Des jardins suspendus à Beyrouth ?

Un architecte envisage la plantation d’arbres sur les toits de la capitale pour assainir l’air de la ville.

Il n’est pas difficile de s’expliquer qu’une ville aussi peu industrielle que Beyrouth soit tant polluée. Ouvrir les yeux et observer les pratiques à quatre roues motrices pour un automobiliste donne sans doute une partie de la réponse. De plus, le processus d’urbanisation a ménagé peu de lieux publics réservés aux espaces verts. Quand 20 000 immeubles étouffent une poignée de parcs, l’équation ne favorise pas le bilan carbone. Face à cette situation, la question est claire : comment domestiquer une pollution déjà essentiellement domestique ? Wassim Melki, jeune architecte de 28 ans, tente d’y répondre en lançant un projet mettant à profit les faiblesses de la ville, et impliquant l’engagement des habitants pour susciter l’évolution des comportements. L’idée d’une « Beirut Wonder Forest » (Forêt merveilleuse de Beyrouth) est simple : il s’agit d’imaginer des milliers d’arbres qui viendraient occuper les toits de l’agglomération entière, installés et entretenus par les habitants de chaque construction.

 

Contrairement aux expériences existantes en Allemagne ou au Japon, le dessein est relativement économique, puisqu’il n’a pas pour ambition de planter des arbustes à même une terre installée sur des toits repensés, mais seulement d’apposer des pots sur les toits existants.
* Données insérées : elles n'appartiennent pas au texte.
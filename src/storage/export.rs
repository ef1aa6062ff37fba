//! Export of the local catalog for other tools

use super::index::{IndexEntry, timestamp};
use crate::error::{DevonError, Result};
use serde::Serialize;
use serde_json::Value;
use std::str::FromStr;

#[derive(Debug, Clone, Copy, Default, PartialEq, Eq, Serialize, serde::Deserialize)]
#[serde(rename_all = "lowercase")]
pub enum ExportFormat {
    /// One model directory per line, as consumed by `kitt --model-list`
    #[default]
    Kitt,
    Json,
}

impl FromStr for ExportFormat {
    type Err = DevonError;

    fn from_str(s: &str) -> Result<Self> {
        match s.to_lowercase().as_str() {
            "kitt" => Ok(Self::Kitt),
            "json" => Ok(Self::Json),
            other => Err(DevonError::validation(format!(
                "Unknown export format '{other}', expected 'kitt' or 'json'"
            ))),
        }
    }
}

#[derive(Serialize)]
struct ExportedModel<'a> {
    source: &'a str,
    model_id: &'a str,
    path: String,
    size_bytes: u64,
    downloaded_at: String,
    files: &'a [String],
}

fn exported(entries: &[IndexEntry]) -> Vec<ExportedModel<'_>> {
    entries
        .iter()
        .map(|e| ExportedModel {
            source: &e.source,
            model_id: &e.model_id,
            path: e.path.to_string_lossy().into_owned(),
            size_bytes: e.size_bytes,
            downloaded_at: timestamp::format(&e.downloaded_at),
            files: &e.files,
        })
        .collect()
}

impl ExportFormat {
    pub fn as_str(&self) -> &'static str {
        match self {
            Self::Kitt => "kitt",
            Self::Json => "json",
        }
    }

    /// Render as text: one path per line, or a pretty JSON array
    pub fn render(&self, entries: &[IndexEntry]) -> Result<String> {
        match self {
            Self::Kitt => Ok(entries
                .iter()
                .map(|e| e.path.to_string_lossy().into_owned())
                .collect::<Vec<_>>()
                .join("\n")),
            Self::Json => serde_json::to_string_pretty(&exported(entries))
                .map_err(|e| DevonError::validation(format!("Failed to render export: {e}"))),
        }
    }

    /// Structured form for JSON APIs: an array of paths, or an array of objects
    pub fn to_value(&self, entries: &[IndexEntry]) -> Result<Value> {
        let value = match self {
            Self::Kitt => Value::Array(
                entries
                    .iter()
                    .map(|e| Value::String(e.path.to_string_lossy().into_owned()))
                    .collect(),
            ),
            Self::Json => serde_json::to_value(exported(entries))
                .map_err(|e| DevonError::validation(format!("Failed to render export: {e}")))?,
        };
        Ok(value)
    }
}
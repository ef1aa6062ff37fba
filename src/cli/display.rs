//! Terminal rendering: tables, progress bars and prompts

use crate::models::ModelMetadata;
use crate::sources::{DownloadProgress, ProgressCallback};
use crate::storage::{CleanedModel, IndexEntry, StorageStats};
use crate::utils::{format_bytes, format_number};
use comfy_table::{Attribute, Cell, CellAlignment, Color, ContentArrangement, Table, presets};
use indicatif::{ProgressBar, ProgressStyle};
use std::io::{BufRead, Write};
use std::sync::Arc;

fn header(names: &[&str]) -> Vec<Cell> {
    names
        .iter()
        .map(|n| Cell::new(n).fg(Color::Magenta).add_attribute(Attribute::Bold))
        .collect()
}

fn base_table() -> Table {
    let mut table = Table::new();
    table
        .load_preset(presets::UTF8_FULL)
        .set_content_arrangement(ContentArrangement::Dynamic);
    table
}

fn params_label(model: &ModelMetadata) -> String {
    model
        .parameter_count
        .map(|p| format!("{p}B"))
        .unwrap_or_else(|| "?".to_string())
}

/// Search results
pub fn search_table(results: &[ModelMetadata]) -> Table {
    let mut table = base_table();
    table.set_header(header(&["#", "Model", "Params", "Size", "Format", "Downloads"]));

    for (idx, model) in results.iter().enumerate() {
        let formats = if model.format.is_empty() {
            "?".to_string()
        } else {
            model.format.iter().take(2).cloned().collect::<Vec<_>>().join(", ")
        };

        table.add_row(vec![
            Cell::new(idx + 1).fg(Color::DarkGrey),
            Cell::new(&model.model_id).fg(Color::Cyan),
            Cell::new(params_label(model)).set_alignment(CellAlignment::Right),
            Cell::new(format_bytes(model.total_size_bytes as f64))
                .set_alignment(CellAlignment::Right),
            Cell::new(formats),
            Cell::new(format_number(model.downloads)).set_alignment(CellAlignment::Right),
        ]);
    }

    table
}

/// Locally downloaded models
pub fn local_table(entries: &[IndexEntry]) -> Table {
    let mut table = base_table();
    table.set_header(header(&["Model", "Source", "Size", "Downloaded", "Last used"]));

    for entry in entries {
        let last_used = entry
            .last_used
            .map(|t| t.format("%Y-%m-%d %H:%M").to_string())
            .unwrap_or_else(|| "never".to_string());

        table.add_row(vec![
            Cell::new(&entry.model_id).fg(Color::Cyan),
            Cell::new(&entry.source),
            Cell::new(format_bytes(entry.size_bytes as f64)).set_alignment(CellAlignment::Right),
            Cell::new(entry.downloaded_at.format("%Y-%m-%d %H:%M")),
            Cell::new(last_used).fg(Color::DarkGrey),
        ]);
    }

    table
}

/// Two-column detail view of remote metadata
pub fn info_table(model: &ModelMetadata) -> Table {
    let mut rows: Vec<(&str, String)> = vec![
        ("Model", model.model_id.clone()),
        ("Author", model.author.clone()),
    ];
    if model.parameter_count.is_some() {
        rows.push(("Parameters", params_label(model)));
    }
    if let Some(arch) = &model.architecture {
        rows.push(("Architecture", arch.clone()));
    }
    rows.push(("Size", format_bytes(model.total_size_bytes as f64)));
    rows.push(("Files", model.file_count.to_string()));
    if !model.format.is_empty() {
        rows.push(("Format", model.format.join(", ")));
    }
    if let Some(quant) = &model.quantization {
        rows.push(("Quantization", quant.clone()));
    }
    if let Some(license) = &model.license {
        rows.push(("License", license.clone()));
    }
    rows.push(("Downloads", format_number(model.downloads)));
    rows.push(("Likes", format_number(model.likes)));
    if !model.created_at.is_empty() {
        rows.push(("Created", model.created_at.chars().take(10).collect()));
    }
    if !model.updated_at.is_empty() {
        rows.push(("Updated", model.updated_at.chars().take(10).collect()));
    }
    rows.push(("URL", model.web_url.clone()));

    let mut table = Table::new();
    table
        .load_preset(presets::NOTHING)
        .set_content_arrangement(ContentArrangement::Dynamic);
    for (field, value) in rows {
        table.add_row(vec![Cell::new(field).add_attribute(Attribute::Bold), Cell::new(value)]);
    }
    table
}

/// Per-source breakdown for `status`
pub fn stats_lines(stats: &StorageStats) -> Vec<String> {
    stats
        .sources
        .iter()
        .map(|(source, s)| {
            format!(
                "  {}: {} models ({})",
                source,
                s.count,
                format_bytes(s.size_bytes as f64)
            )
        })
        .collect()
}

pub fn cleaned_lines(models: &[CleanedModel]) -> Vec<String> {
    models
        .iter()
        .map(|m| format!("  {} ({})", m.model_id, format_bytes(m.size_bytes as f64)))
        .collect()
}

/// Byte progress bar for a download of `total` bytes, hidden when stderr is not a terminal
pub fn download_bar(total: u64) -> ProgressBar {
    let bar = ProgressBar::new(total);
    let style = ProgressStyle::default_bar()
        .template("{spinner:.green} [{elapsed_precise}] [{wide_bar:.cyan/blue}] {bytes}/{total_bytes} ({eta}) {msg}")
        .unwrap_or_else(|_| ProgressStyle::default_bar())
        .progress_chars("#>-");
    bar.set_style(style);
    bar
}

/// Progress callback driving `bar`
pub fn progress_callback(bar: ProgressBar) -> ProgressCallback {
    Arc::new(move |progress: DownloadProgress| {
        if let Some(total) = progress.total_bytes
            && total > 0
        {
            bar.set_length(total);
        }
        bar.set_position(progress.downloaded_bytes);
        bar.set_message(format!(
            "[{}/{}] {}",
            progress.files_completed, progress.files_total, progress.file
        ));
    })
}

/// Ask a yes/no question; an empty answer picks `default`
pub fn confirm(prompt: &str, default: bool) -> std::io::Result<bool> {
    let hint = if default { "[Y/n]" } else { "[y/N]" };
    let mut stdout = std::io::stdout();
    write!(stdout, "{prompt} {hint} ")?;
    stdout.flush()?;

    let mut answer = String::new();
    std::io::stdin().lock().read_line(&mut answer)?;
    Ok(parse_answer(&answer, default))
}

fn parse_answer(answer: &str, default: bool) -> bool {
    match answer.trim().to_lowercase().as_str() {
        "" => default,
        "y" | "yes" => true,
        _ => false,
    }
}

#[cfg(test)]
mod tests {
    use super::*;
    use chrono::{TimeZone, Utc};
    use std::path::PathBuf;

    fn model() -> ModelMetadata {
        ModelMetadata {
            parameter_count: Some(7),
            format: vec!["gguf".to_string(), "safetensors".to_string(), "onnx".to_string()],
            total_size_bytes: 4 * 1024 * 1024 * 1024,
            downloads: 1500,
            ..ModelMetadata::new("huggingface", "org/model-7b")
        }
    }

    #[test]
    fn test_search_table_rows() {
        let rendered = search_table(&[model()]).to_string();
        assert!(rendered.contains("org/model-7b"));
        assert!(rendered.contains("7B"));
        assert!(rendered.contains("gguf, safetensors"));
        assert!(!rendered.contains("onnx"));
        assert!(rendered.contains("1.5K"));
    }

    #[test]
    fn test_info_table_skips_missing_fields() {
        let mut m = model();
        m.license = None;
        m.architecture = Some("llama".to_string());

        let rendered = info_table(&m).to_string();
        assert!(rendered.contains("Architecture"));
        assert!(rendered.contains("llama"));
        assert!(!rendered.contains("License"));
    }

    #[test]
    fn test_local_table_never_used() {
        let entry = IndexEntry {
            source: "huggingface".to_string(),
            model_id: "org/model".to_string(),
            path: PathBuf::from("/m/huggingface/org/model"),
            metadata: Default::default(),
            files: vec![],
            downloaded_at: Utc.with_ymd_and_hms(2025, 3, 1, 12, 30, 0).unwrap(),
            last_used: None,
            size_bytes: 2048,
            unknown: Default::default(),
        };

        let rendered = local_table(&[entry]).to_string();
        assert!(rendered.contains("2025-03-01 12:30"));
        assert!(rendered.contains("never"));
        assert!(rendered.contains("2.0KB"));
    }

    #[test]
    fn test_parse_answer() {
        assert!(parse_answer("\n", true));
        assert!(!parse_answer("", false));
        assert!(parse_answer("Y\n", false));
        assert!(parse_answer("yes", false));
        assert!(!parse_answer("nope", true));
    }
}
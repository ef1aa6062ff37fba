//! Remote model sources
//!
//! A source is a client for one remote model repository. Sources are looked up by
//! name through a [`SourceRegistry`] built once at startup and shared by the CLI and
//! the API server.

pub mod huggingface;
pub mod patterns;
pub mod registry;

pub use huggingface::HuggingFaceSource;
pub use patterns::{IncludeFilter, validate_include_patterns};
pub use registry::{SourceFactory, SourceRegistry};

use crate::error::Result;
use crate::models::ModelMetadata;
use crate::search::SearchFilters;
use async_trait::async_trait;
use serde::Serialize;
use std::path::Path;
use std::sync::Arc;

/// Progress of an in-flight download, reported per received chunk
#[derive(Debug, Clone, PartialEq, Eq, Serialize)]
pub struct DownloadProgress {
    /// File currently being fetched, relative to the model directory
    pub file: String,
    /// Bytes of this download on disk so far, including files skipped or resumed
    pub downloaded_bytes: u64,
    /// Expected total across all files, when the source knows it
    pub total_bytes: Option<u64>,
    pub files_completed: usize,
    pub files_total: usize,
}

/// Called from the download task; must be cheap and must not block
pub type ProgressCallback = Arc<dyn Fn(DownloadProgress) + Send + Sync>;

#[async_trait]
pub trait ModelSource: Send + Sync {
    /// Registry key, also the first component of the on-disk layout
    fn name(&self) -> &str;

    /// Probe the remote; never fails, unreachable means unavailable
    async fn is_available(&self) -> bool;

    /// Search the remote, returning at most `limit` models that pass `filters`
    async fn search(
        &self,
        query: Option<&str>,
        filters: &SearchFilters,
        limit: usize,
    ) -> Result<Vec<ModelMetadata>>;

    /// Fails with `ModelNotFound` when the repository is missing or inaccessible
    async fn get_model_info(&self, model_id: &str) -> Result<ModelMetadata>;

    /// Fetch the model's files into `dest`, resuming partial files
    ///
    /// `include` restricts the fetched files to those matching one of the glob patterns.
    /// Patterns are validated before any network access. Returns the fetched paths
    /// relative to `dest`.
    async fn download_model(
        &self,
        model_id: &str,
        dest: &Path,
        progress: Option<ProgressCallback>,
        include: Option<&[String]>,
    ) -> Result<Vec<String>>;
}
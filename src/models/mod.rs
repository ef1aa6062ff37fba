//! Source-agnostic model description

pub mod metadata;

pub use metadata::ModelMetadata;
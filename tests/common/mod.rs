//! Shared fixtures for integration tests

#![allow(dead_code)]

use async_trait::async_trait;
use devon::error::{DevonError, Result};
use devon::models::ModelMetadata;
use devon::search::SearchFilters;
use devon::sources::{DownloadProgress, IncludeFilter, ModelSource, ProgressCallback};
use devon::storage::ModelStorage;
use std::path::Path;
use std::sync::Arc;
use std::sync::atomic::{AtomicBool, AtomicUsize, Ordering};
use std::time::Duration;
use tempfile::TempDir;

pub const MOCK_SOURCE: &str = "mock";
pub const MOCK_MODEL: &str = "acme/tiny-7b";

/// In-memory source serving a fixed set of models
///
/// Every model has the same files. Counters record how often each operation ran.
pub struct MockSource {
    pub name: String,
    pub models: Vec<ModelMetadata>,
    pub files: Vec<(String, Vec<u8>)>,
    pub download_delay: Option<Duration>,
    pub fail_downloads: AtomicBool,
    pub download_calls: AtomicUsize,
    pub info_calls: AtomicUsize,
}

impl MockSource {
    pub fn new() -> Self {
        Self::named(MOCK_SOURCE)
    }

    pub fn named(name: &str) -> Self {
        let model = ModelMetadata {
            parameter_count: Some(7),
            format: vec!["gguf".to_string()],
            total_size_bytes: 1024,
            file_count: 2,
            downloads: 1200,
            tags: vec!["text-generation".to_string()],
            ..ModelMetadata::new(name, MOCK_MODEL)
        };
        let other = ModelMetadata {
            parameter_count: Some(70),
            format: vec!["safetensors".to_string()],
            total_size_bytes: 140 * 1024 * 1024 * 1024,
            downloads: 50,
            ..ModelMetadata::new(name, "other/big-70b")
        };

        Self {
            name: name.to_string(),
            models: vec![model, other],
            files: vec![
                ("config.json".to_string(), br#"{"arch":"llama"}"#.to_vec()),
                ("weights/model.gguf".to_string(), vec![7u8; 512]),
            ],
            download_delay: None,
            fail_downloads: AtomicBool::new(false),
            download_calls: AtomicUsize::new(0),
            info_calls: AtomicUsize::new(0),
        }
    }

    pub fn with_delay(mut self, delay: Duration) -> Self {
        self.download_delay = Some(delay);
        self
    }

    pub fn failing(self) -> Self {
        self.fail_downloads.store(true, Ordering::SeqCst);
        self
    }

    pub fn downloads(&self) -> usize {
        self.download_calls.load(Ordering::SeqCst)
    }

    fn model(&self, model_id: &str) -> Result<&ModelMetadata> {
        self.models
            .iter()
            .find(|m| m.model_id == model_id)
            .ok_or_else(|| DevonError::ModelNotFound {
                source_name: self.name.clone(),
                model_id: model_id.to_string(),
            })
    }
}

#[async_trait]
impl ModelSource for MockSource {
    fn name(&self) -> &str {
        &self.name
    }

    async fn is_available(&self) -> bool {
        true
    }

    async fn search(
        &self,
        query: Option<&str>,
        filters: &SearchFilters,
        limit: usize,
    ) -> Result<Vec<ModelMetadata>> {
        let query = query.map(str::to_lowercase);
        Ok(self
            .models
            .iter()
            .filter(|m| {
                query
                    .as_deref()
                    .is_none_or(|q| m.model_id.to_lowercase().contains(q))
            })
            .filter(|m| filters.matches(m))
            .take(limit)
            .cloned()
            .collect())
    }

    async fn get_model_info(&self, model_id: &str) -> Result<ModelMetadata> {
        self.info_calls.fetch_add(1, Ordering::SeqCst);
        self.model(model_id).cloned()
    }

    async fn download_model(
        &self,
        model_id: &str,
        dest: &Path,
        progress: Option<ProgressCallback>,
        include: Option<&[String]>,
    ) -> Result<Vec<String>> {
        let filter = IncludeFilter::new(include)?;
        self.download_calls.fetch_add(1, Ordering::SeqCst);
        self.model(model_id)?;

        if let Some(delay) = self.download_delay {
            tokio::time::sleep(delay).await;
        }
        if self.fail_downloads.load(Ordering::SeqCst) {
            return Err(DevonError::remote(
                &self.name,
                model_id,
                "download",
                "connection reset by peer",
            ));
        }

        let selected: Vec<&(String, Vec<u8>)> =
            self.files.iter().filter(|(name, _)| filter.matches(name)).collect();

        let mut fetched = Vec::new();
        let mut downloaded_bytes = 0u64;
        for (index, (name, content)) in selected.iter().enumerate() {
            let target = dest.join(name);
            if let Some(parent) = target.parent() {
                tokio::fs::create_dir_all(parent).await.unwrap();
            }
            tokio::fs::write(&target, content).await.unwrap();
            downloaded_bytes += content.len() as u64;

            if let Some(callback) = &progress {
                callback(DownloadProgress {
                    file: name.clone(),
                    downloaded_bytes,
                    total_bytes: None,
                    files_completed: index + 1,
                    files_total: selected.len(),
                });
            }
            fetched.push(name.clone());
        }
        Ok(fetched)
    }
}

/// Storage rooted at `<tmp>/models`, index at `<tmp>/index.json`
pub async fn open_storage() -> (TempDir, Arc<ModelStorage>) {
    let temp_dir = TempDir::new().expect("Failed to create temp dir");
    let storage = ModelStorage::open(temp_dir.path().join("models"))
        .await
        .expect("Failed to open storage");
    (temp_dir, Arc::new(storage))
}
Ceci évite aussi les problèmes potentiels de drainage et de structure tout en possédant l’avantage beyrouthin de la souplesse. Quant au vent, des câbles fins limiteront ses effets en soutenant les arbres. Les plantations pourront être faites une fois sur les toits, réduisant le coût et rendant praticables des zones à difficile accès. Selon M. Melki, le temps n’est pas un problème, il est même le principal attrait du projet, qui peut voir les arbres pousser.

 

Il est difficile de mesurer l’effet réel sur la qualité de l’air, mais il devrait être bénéfique, si l’on sait que chaque arbre pourrait en moyenne retenir 10 kg de CO2 par an. Plus ils seront nombreux, plus le concept aura de sens. Par ailleurs, des retombées sur le climat local devraient se faire sentir, du fait de l’ombre projetée par les arbres. Cela pourrait indirectement favoriser la baisse du niveau de pollution de la ville : en été, un adoucissement de la température est souvent synonyme de consommation d’énergie plus modérée, sur les polluants systèmes de climatisation en particulier. Esthétiquement, Beyrouth ne semble pas perdre au change selon les images virtuelles de « BWF ». D’ailleurs, lorsqu’on objecte qu’une main leste à Photoshop est peut-être responsable du résultat visuel flatteur, M. Melki lance vertement : « L’entreprise achevée sera certes moins artistique mais elle sera réelle : je pense donc qu’elle va être plus belle. »

 

Beyrouthopie ?

Cependant, une vision plus terre à terre rappelle que les problèmes pratiques sont nombreux. La principale difficulté sera de faire connaître le projet aux Beyrouthins dans un premier temps, puis de les convaincre de son intérêt pour qu’ils lui laissent un peu de temps et d’argent. Car si le résultat sera visible à l’échelle de la ville entière, l’initiative et l’entretien devront être individuels (ou collectifs à l’échelle des immeubles). Ceci n’est pas un détail, et une ONG devrait voir le jour d’ici peu afin de concrétiser une ambitieuse volonté d’installation dès 2013-2014. Quant au financement des arbres, « BWF » espère que les entreprises du domaine profiteront de cette occasion pour promouvoir leur image et permettre à chacun d’avoir raisonnablement accès au programme. Mais, sur ce point essentiel, la question paraît encore problématique.

 

Pour convaincre la population d’adhérer, les arguments foisonnent sur Internet, puisque de nouvelles habitudes de vie pourraient voir le jour. Sur un deuxième sol, des espaces semi-publics inutilisés deviendraient lieux de vie. Aussi, les arbres plantés devraient être ceux qui sont adaptés au climat local. En d’autres termes, des arbres producteurs de fruits (oliviers, grenadiers, etc.) pourraient générer des récoltes à destination domestique ou commerciale.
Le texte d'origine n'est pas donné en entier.